(Dataset entries)
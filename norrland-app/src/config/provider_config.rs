use super::SettingsSource;
use norrland_errors::AppError;
use std::fmt;
use url::Url;

pub const OPEN_AI_URI: &str = "OPEN_AI_URI";
pub const OPEN_AI_KEY: &str = "OPEN_AI_KEY";
pub const OPEN_AI_API_VERSION: &str = "OPEN_AI_API_VERSION";
pub const AI_SEARCH_URI: &str = "AI_SEARCH_URI";
pub const AI_SEARCH_KEY: &str = "AI_SEARCH_KEY";
pub const DEPLOYMENT_NAME: &str = "DEPLOYMENT_NAME";

pub const DEFAULT_API_VERSION: &str = "2024-02-01";
pub const SEARCH_INDEX_NAME: &str = "PLACEHOLDER";
pub const SEARCH_DOCUMENT_COUNT: u32 = 43;

#[derive(Debug, Clone, PartialEq, Eq, thiserror::Error)]
pub enum ConfigError {
    #[error("DEPLOYMENT_NAME is not set")]
    MissingDeployment,

    #[error("{0} is not set")]
    Missing(&'static str),

    #[error("{name} is not a valid absolute URI: {reason}")]
    InvalidUri { name: &'static str, reason: String },

    #[error("{0} cannot be used as a credential")]
    InvalidCredential(&'static str),
}

impl From<ConfigError> for AppError {
    fn from(err: ConfigError) -> Self {
        match err {
            ConfigError::MissingDeployment => AppError::MissingDeployment,
            other => AppError::Configuration(other.to_string()),
        }
    }
}

/// An API key that never shows up in `Debug` output.
#[derive(Clone, PartialEq, Eq)]
pub struct ApiKey(String);

impl ApiKey {
    pub fn new(key: impl Into<String>) -> Self {
        Self(key.into())
    }

    pub fn expose(&self) -> &str {
        &self.0
    }
}

impl fmt::Debug for ApiKey {
    fn fmt(&self, f: &mut fmt::Formatter<'_>) -> fmt::Result {
        f.write_str("ApiKey(***)")
    }
}

/// "On your data" search settings. Built alongside the provider config but
/// not attached to outgoing requests.
#[derive(Debug, Clone, PartialEq, Eq)]
pub struct SearchExtensionConfig {
    pub endpoint: Url,
    pub api_key: ApiKey,
    pub index_name: String,
    pub document_count: u32,
}

#[derive(Debug, Clone, PartialEq, Eq)]
pub struct ProviderConfig {
    pub endpoint: Url,
    pub api_key: ApiKey,
    pub deployment_name: String,
    pub api_version: String,
    pub search: SearchExtensionConfig,
}

impl ProviderConfig {
    /// Reads the provider settings. The deployment name is checked before
    /// anything else.
    pub fn load(settings: &dyn SettingsSource) -> Result<Self, ConfigError> {
        let deployment_name =
            non_empty(settings, DEPLOYMENT_NAME).ok_or(ConfigError::MissingDeployment)?;

        let endpoint = parse_uri(settings, OPEN_AI_URI)?;
        let api_key = credential(settings, OPEN_AI_KEY)?;

        let search = SearchExtensionConfig {
            endpoint: parse_uri(settings, AI_SEARCH_URI)?,
            api_key: credential(settings, AI_SEARCH_KEY)?,
            index_name: SEARCH_INDEX_NAME.to_string(),
            document_count: SEARCH_DOCUMENT_COUNT,
        };

        let api_version = non_empty(settings, OPEN_AI_API_VERSION)
            .unwrap_or_else(|| DEFAULT_API_VERSION.to_string());

        Ok(Self {
            endpoint,
            api_key,
            deployment_name,
            api_version,
            search,
        })
    }
}

fn non_empty(settings: &dyn SettingsSource, name: &str) -> Option<String> {
    settings
        .var(name)
        .map(|value| value.trim().to_string())
        .filter(|value| !value.is_empty())
}

fn parse_uri(settings: &dyn SettingsSource, name: &'static str) -> Result<Url, ConfigError> {
    let raw = settings.var(name).ok_or(ConfigError::Missing(name))?;
    let url = Url::parse(raw.trim()).map_err(|e| ConfigError::InvalidUri {
        name,
        reason: e.to_string(),
    })?;

    if url.cannot_be_a_base() {
        return Err(ConfigError::InvalidUri {
            name,
            reason: "URI cannot be used as a base".to_string(),
        });
    }

    Ok(url)
}

fn credential(settings: &dyn SettingsSource, name: &'static str) -> Result<ApiKey, ConfigError> {
    match settings.var(name) {
        None => Err(ConfigError::Missing(name)),
        Some(value) if value.is_empty() => Err(ConfigError::InvalidCredential(name)),
        Some(value) => Ok(ApiKey(value)),
    }
}
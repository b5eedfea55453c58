mod chat_handler;
mod provider;
mod upstream_failure;

pub use chat_handler::ChatHandler;
pub use provider::{ChatCompletionProvider, ProviderConnector};
pub use upstream_failure::UpstreamFailure;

What is expected: Please report every line in the entries above that holds the string "Clone".

Reply to the task:
#[derive(Debug, Clone, PartialEq, Eq, thiserror::Error)]
#[derive(Clone, PartialEq, Eq)]
#[derive(Debug, Clone, PartialEq, Eq)]
#[derive(Debug, Clone, PartialEq, Eq)]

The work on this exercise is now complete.